[What to produce] Within the entries below, find the portion that opens with the line containing "#[repr(i32)]" and closes with the line containing "writing a file.". Retype that portion exactly and only.

[Source records]
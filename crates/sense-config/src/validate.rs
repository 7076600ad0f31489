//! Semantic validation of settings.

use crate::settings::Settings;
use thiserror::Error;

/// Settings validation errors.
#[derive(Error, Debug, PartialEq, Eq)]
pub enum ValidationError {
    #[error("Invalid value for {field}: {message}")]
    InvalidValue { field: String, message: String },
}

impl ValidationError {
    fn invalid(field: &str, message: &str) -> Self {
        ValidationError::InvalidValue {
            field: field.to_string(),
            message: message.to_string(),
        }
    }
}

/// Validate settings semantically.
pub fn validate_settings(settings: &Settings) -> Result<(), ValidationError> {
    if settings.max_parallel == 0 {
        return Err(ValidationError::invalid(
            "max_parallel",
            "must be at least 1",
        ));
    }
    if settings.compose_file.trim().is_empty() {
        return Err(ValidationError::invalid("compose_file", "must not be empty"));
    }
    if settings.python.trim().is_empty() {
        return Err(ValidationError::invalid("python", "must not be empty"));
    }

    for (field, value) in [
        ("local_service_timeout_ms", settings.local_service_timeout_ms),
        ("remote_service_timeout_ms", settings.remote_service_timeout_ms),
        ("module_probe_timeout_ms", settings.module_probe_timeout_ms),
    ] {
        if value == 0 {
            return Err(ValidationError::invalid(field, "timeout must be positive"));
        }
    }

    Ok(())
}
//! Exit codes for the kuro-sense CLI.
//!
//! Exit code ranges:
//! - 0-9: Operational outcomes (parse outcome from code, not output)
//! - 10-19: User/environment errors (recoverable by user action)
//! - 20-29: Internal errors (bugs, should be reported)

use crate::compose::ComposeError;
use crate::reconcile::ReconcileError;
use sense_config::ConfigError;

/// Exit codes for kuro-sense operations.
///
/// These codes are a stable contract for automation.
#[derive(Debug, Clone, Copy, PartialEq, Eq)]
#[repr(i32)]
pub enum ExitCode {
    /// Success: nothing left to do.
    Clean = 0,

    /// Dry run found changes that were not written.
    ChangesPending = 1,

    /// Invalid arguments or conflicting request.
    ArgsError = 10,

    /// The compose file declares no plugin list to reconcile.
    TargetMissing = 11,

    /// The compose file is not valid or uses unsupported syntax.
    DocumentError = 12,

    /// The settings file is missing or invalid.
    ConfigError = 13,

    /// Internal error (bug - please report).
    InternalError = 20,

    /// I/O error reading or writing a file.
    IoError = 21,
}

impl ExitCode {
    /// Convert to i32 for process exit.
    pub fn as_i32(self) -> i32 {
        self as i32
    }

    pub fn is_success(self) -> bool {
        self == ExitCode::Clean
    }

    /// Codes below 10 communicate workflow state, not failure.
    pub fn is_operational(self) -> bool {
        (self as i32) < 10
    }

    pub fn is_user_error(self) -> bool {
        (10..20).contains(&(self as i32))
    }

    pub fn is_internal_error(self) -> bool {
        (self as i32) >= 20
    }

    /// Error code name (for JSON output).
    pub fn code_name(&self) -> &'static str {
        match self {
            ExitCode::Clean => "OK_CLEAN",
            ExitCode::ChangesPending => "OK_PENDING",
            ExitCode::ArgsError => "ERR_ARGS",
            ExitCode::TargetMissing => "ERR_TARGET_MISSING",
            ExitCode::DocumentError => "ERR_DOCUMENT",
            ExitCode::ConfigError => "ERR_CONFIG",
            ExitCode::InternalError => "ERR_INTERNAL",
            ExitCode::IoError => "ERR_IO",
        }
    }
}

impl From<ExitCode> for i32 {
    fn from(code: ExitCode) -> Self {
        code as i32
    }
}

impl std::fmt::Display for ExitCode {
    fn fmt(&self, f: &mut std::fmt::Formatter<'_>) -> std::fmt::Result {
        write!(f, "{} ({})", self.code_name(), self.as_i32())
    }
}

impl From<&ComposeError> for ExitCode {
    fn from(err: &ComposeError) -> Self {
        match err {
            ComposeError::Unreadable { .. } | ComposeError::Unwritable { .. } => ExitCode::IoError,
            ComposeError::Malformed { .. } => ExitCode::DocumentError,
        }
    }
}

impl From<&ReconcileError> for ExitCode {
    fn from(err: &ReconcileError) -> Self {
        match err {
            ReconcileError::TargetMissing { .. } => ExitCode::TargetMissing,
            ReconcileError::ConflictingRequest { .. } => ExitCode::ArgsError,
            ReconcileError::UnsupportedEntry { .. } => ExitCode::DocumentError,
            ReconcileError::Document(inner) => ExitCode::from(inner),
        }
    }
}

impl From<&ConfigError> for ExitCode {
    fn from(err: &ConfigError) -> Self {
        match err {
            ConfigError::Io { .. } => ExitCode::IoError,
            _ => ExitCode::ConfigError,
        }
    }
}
* * *
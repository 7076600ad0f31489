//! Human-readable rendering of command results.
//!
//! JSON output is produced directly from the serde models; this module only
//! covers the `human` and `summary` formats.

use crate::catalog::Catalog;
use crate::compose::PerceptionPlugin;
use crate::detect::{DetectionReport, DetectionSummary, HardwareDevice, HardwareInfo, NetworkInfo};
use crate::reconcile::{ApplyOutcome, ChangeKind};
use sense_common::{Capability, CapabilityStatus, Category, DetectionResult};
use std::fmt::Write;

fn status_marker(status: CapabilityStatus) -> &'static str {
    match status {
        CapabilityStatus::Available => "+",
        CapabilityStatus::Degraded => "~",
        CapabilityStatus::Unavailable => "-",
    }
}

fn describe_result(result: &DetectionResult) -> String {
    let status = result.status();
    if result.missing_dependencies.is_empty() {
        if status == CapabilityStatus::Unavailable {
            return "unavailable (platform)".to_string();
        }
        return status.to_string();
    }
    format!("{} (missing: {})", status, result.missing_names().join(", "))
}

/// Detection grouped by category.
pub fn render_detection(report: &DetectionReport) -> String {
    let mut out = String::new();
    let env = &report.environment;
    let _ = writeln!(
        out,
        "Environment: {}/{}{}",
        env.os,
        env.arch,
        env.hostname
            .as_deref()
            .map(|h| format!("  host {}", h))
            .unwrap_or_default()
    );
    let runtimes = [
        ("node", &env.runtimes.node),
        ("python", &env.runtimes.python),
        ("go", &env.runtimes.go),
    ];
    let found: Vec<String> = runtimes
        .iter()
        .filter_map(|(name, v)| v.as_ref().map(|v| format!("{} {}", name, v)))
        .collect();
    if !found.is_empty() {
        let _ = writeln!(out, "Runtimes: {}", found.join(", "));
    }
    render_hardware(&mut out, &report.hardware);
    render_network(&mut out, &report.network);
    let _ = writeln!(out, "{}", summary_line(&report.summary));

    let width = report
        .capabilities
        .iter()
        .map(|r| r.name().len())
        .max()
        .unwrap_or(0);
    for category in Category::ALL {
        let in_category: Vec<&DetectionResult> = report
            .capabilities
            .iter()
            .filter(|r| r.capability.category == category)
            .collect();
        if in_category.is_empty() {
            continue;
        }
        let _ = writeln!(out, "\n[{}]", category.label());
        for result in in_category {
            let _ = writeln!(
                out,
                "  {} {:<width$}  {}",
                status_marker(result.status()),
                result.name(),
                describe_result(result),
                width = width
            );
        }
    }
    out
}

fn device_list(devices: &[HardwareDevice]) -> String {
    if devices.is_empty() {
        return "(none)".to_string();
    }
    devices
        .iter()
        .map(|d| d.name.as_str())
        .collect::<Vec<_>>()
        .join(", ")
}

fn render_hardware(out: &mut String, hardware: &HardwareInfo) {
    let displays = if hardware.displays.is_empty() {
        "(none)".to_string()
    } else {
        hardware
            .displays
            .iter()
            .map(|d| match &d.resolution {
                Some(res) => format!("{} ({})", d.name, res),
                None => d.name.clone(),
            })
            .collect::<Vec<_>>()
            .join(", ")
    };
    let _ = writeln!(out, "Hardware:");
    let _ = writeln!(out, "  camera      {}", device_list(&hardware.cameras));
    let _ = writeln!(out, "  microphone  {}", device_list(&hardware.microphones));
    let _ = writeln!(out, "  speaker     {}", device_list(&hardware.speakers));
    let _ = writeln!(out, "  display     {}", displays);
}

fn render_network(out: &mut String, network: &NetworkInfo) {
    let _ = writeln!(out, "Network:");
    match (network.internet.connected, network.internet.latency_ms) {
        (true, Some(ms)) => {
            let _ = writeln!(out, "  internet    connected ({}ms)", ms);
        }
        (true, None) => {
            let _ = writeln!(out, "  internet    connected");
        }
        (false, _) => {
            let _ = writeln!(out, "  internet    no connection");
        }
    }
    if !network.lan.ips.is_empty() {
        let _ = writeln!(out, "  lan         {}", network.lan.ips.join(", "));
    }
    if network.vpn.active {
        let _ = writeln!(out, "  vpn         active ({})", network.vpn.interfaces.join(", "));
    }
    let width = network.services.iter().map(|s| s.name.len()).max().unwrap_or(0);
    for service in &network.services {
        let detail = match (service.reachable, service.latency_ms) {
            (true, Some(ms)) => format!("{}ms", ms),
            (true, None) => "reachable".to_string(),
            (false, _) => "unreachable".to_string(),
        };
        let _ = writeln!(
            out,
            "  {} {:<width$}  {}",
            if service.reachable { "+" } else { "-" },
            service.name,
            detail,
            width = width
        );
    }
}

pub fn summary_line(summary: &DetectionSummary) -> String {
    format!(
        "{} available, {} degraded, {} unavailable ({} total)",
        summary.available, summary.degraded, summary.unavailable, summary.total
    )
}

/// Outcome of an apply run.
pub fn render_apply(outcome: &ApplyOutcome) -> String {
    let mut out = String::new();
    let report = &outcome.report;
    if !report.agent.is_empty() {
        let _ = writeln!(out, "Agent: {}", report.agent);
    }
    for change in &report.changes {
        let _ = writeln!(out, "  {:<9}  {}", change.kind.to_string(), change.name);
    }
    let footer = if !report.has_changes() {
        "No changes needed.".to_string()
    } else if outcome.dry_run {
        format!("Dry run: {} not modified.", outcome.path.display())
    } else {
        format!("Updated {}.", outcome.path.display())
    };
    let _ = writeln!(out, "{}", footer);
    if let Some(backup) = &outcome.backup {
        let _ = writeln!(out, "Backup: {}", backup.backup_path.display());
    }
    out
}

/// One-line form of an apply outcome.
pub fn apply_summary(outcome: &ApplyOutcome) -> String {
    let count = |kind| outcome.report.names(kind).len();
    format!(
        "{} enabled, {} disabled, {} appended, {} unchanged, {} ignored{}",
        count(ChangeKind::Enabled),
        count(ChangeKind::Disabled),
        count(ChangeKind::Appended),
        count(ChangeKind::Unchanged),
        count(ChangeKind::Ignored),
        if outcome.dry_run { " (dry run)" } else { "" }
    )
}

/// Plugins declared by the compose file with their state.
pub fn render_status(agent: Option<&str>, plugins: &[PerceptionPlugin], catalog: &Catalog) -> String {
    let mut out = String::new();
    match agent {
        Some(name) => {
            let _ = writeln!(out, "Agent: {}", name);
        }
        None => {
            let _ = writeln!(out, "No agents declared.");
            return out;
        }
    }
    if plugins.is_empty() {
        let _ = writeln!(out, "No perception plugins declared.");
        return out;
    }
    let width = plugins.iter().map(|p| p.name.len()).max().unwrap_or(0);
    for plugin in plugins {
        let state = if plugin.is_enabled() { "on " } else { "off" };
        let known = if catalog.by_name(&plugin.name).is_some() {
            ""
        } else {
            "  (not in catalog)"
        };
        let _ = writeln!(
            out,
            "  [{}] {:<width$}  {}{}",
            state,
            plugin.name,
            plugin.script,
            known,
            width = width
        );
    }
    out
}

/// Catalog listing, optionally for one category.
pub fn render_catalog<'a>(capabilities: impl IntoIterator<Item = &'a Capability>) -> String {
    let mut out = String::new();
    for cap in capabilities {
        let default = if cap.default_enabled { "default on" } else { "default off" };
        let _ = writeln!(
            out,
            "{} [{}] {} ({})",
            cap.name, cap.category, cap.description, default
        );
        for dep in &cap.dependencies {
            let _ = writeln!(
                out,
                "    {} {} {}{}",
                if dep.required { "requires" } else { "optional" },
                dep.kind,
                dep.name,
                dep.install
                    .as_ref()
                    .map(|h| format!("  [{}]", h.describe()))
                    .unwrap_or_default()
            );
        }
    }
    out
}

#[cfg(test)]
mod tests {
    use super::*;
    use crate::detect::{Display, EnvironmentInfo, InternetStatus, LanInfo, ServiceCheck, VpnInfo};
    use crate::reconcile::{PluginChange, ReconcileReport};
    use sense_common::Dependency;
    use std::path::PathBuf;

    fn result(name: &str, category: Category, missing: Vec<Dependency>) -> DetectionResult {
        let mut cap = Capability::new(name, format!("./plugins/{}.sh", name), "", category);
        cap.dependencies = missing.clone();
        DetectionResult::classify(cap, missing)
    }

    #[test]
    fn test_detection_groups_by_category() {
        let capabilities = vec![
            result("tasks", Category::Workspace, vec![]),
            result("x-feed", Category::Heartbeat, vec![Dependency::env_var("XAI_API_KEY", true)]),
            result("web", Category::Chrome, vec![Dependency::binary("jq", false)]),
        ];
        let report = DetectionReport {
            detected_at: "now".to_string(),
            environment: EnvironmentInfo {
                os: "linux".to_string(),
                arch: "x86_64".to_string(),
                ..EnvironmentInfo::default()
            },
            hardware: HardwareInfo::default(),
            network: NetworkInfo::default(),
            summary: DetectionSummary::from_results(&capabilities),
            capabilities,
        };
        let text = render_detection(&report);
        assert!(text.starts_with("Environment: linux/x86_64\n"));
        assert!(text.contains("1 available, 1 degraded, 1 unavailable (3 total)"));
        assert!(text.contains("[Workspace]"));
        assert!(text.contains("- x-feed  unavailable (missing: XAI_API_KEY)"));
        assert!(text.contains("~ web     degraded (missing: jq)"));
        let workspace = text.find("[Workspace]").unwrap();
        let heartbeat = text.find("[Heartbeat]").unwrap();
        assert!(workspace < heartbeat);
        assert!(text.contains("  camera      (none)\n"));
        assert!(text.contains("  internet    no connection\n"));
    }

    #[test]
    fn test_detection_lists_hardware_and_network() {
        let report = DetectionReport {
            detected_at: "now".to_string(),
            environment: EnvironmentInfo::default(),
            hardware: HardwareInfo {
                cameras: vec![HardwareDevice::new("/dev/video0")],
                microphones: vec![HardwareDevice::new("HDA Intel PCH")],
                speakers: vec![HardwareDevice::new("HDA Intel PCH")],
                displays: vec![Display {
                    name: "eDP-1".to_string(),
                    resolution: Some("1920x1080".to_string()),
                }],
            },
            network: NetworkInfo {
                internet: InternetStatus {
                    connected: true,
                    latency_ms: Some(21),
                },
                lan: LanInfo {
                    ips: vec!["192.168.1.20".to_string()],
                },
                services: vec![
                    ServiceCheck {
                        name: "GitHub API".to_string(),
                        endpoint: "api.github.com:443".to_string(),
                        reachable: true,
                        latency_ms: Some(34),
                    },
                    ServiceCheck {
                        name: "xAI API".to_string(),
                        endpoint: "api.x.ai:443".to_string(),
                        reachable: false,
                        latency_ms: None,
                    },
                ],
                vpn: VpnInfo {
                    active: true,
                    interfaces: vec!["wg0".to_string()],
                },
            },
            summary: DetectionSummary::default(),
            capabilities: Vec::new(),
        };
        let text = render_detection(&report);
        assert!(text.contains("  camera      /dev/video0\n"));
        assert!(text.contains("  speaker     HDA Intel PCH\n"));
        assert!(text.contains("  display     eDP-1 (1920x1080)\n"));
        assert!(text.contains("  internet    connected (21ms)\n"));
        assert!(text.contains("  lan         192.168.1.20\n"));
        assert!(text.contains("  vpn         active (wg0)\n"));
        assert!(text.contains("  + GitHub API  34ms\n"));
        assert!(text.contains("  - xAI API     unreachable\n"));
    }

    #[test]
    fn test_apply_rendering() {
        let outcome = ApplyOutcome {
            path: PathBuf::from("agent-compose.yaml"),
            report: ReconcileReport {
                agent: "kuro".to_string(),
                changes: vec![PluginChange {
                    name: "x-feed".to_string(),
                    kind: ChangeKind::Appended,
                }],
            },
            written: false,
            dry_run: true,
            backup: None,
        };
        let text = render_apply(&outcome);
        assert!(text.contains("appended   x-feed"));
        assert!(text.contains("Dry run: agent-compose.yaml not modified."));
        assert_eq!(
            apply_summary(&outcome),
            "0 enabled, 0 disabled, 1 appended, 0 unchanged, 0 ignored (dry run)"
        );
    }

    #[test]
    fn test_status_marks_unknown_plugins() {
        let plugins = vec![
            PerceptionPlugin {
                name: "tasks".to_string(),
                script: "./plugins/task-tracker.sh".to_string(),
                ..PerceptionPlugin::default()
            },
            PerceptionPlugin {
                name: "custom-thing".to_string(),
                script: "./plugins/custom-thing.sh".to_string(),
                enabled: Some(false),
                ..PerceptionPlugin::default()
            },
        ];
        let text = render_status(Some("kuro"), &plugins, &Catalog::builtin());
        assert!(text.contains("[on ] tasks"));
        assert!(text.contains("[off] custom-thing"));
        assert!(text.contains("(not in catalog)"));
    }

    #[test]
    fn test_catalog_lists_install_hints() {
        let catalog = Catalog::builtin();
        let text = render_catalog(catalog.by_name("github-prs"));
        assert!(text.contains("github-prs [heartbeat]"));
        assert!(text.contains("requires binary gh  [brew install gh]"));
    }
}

[Expected answer]
#[repr(i32)]
pub enum ExitCode {
    /// Success: nothing left to do.
    Clean = 0,

    /// Dry run found changes that were not written.
    ChangesPending = 1,

    /// Invalid arguments or conflicting request.
    ArgsError = 10,

    /// The compose file declares no plugin list to reconcile.
    TargetMissing = 11,

    /// The compose file is not valid or uses unsupported syntax.
    DocumentError = 12,

    /// The settings file is missing or invalid.
    ConfigError = 13,

    /// Internal error (bug - please report).
    InternalError = 20,

    /// I/O error reading or writing a file.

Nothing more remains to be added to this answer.